A review by stevienlcf
Enon by Paul Harding

3.0

In "Enon," Paul Harding revisits some of the characters from his Pulitzer prize-winning "Tinkers." In this novel, Charlie Crosby, the grandson of the titular clock tinkerer from the earlier book, slowly self-destructs when his beloved only child, 13-year-old Kate, is struck and killed while riding her bicycle in the bucolic New England town of Enon, Massachussets.
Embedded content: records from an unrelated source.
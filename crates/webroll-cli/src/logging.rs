//! Logging initialization for the CLI.
//!
//! Logging is owned by the CLI crate; the core only emits `tracing` events.

use tracing::Level;
use tracing_subscriber::{fmt, prelude::*, EnvFilter};

/// Initialize the tracing subscriber.
///
/// * `verbosity` - 0 = INFO, 1 = DEBUG, 2+ = TRACE for webroll crates
/// * `json` - If true, log as JSON lines on stderr
///
/// `RUST_LOG` is honored; other crates default to `warn`.
pub fn init(verbosity: u8, json: bool) {
    let level = match verbosity {
        0 => Level::INFO,
        1 => Level::DEBUG,
        _ => Level::TRACE,
    };

    let mut filter = EnvFilter::try_from_default_env().unwrap_or_else(|_| EnvFilter::new("warn"));
    for target in ["webroll", "webroll_core", "webroll_cli"] {
        if let Ok(directive) = format!("{target}={level}").parse() {
            filter = filter.add_directive(directive);
        }
    }

    let subscriber = tracing_subscriber::registry().with(filter);

    if json {
        subscriber
            .with(
                fmt::layer()
                    .json()
                    .with_current_span(true)
                    .with_span_list(false)
                    .with_writer(std::io::stderr),
            )
            .init();
    } else {
        subscriber
            .with(fmt::layer().with_target(false).with_writer(std::io::stderr))
            .init();
    }
}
After Kate's funeral, Charlie punches a hole in the wall of his home, shattering his hand so "I couldn't work or do much of anything that needed doing." Charlie's wife, Susan, a "mystery that remained that way for the duration of [their] marriage," joins her family in Minnesota never to be heard from (nor thought of) again: "I kissed her again and she got into the car and the car pulled out of the driveway and drove off and that was the last time I saw her." Charlie is left to self-medicate with painkillers and whiskey, as he ruminates about the activities that he had shared with Kate -- feeding the birds, practicing running, and playing cribbage. As Charlie descends into unwashed and drug-addled madness, his visions become more unhinged. Although Harding's work is filled with gorgeous, hallucinatory writing, it is a brutal read to watch this haunted, broken protagonist suffer alone with his unfathonable grief.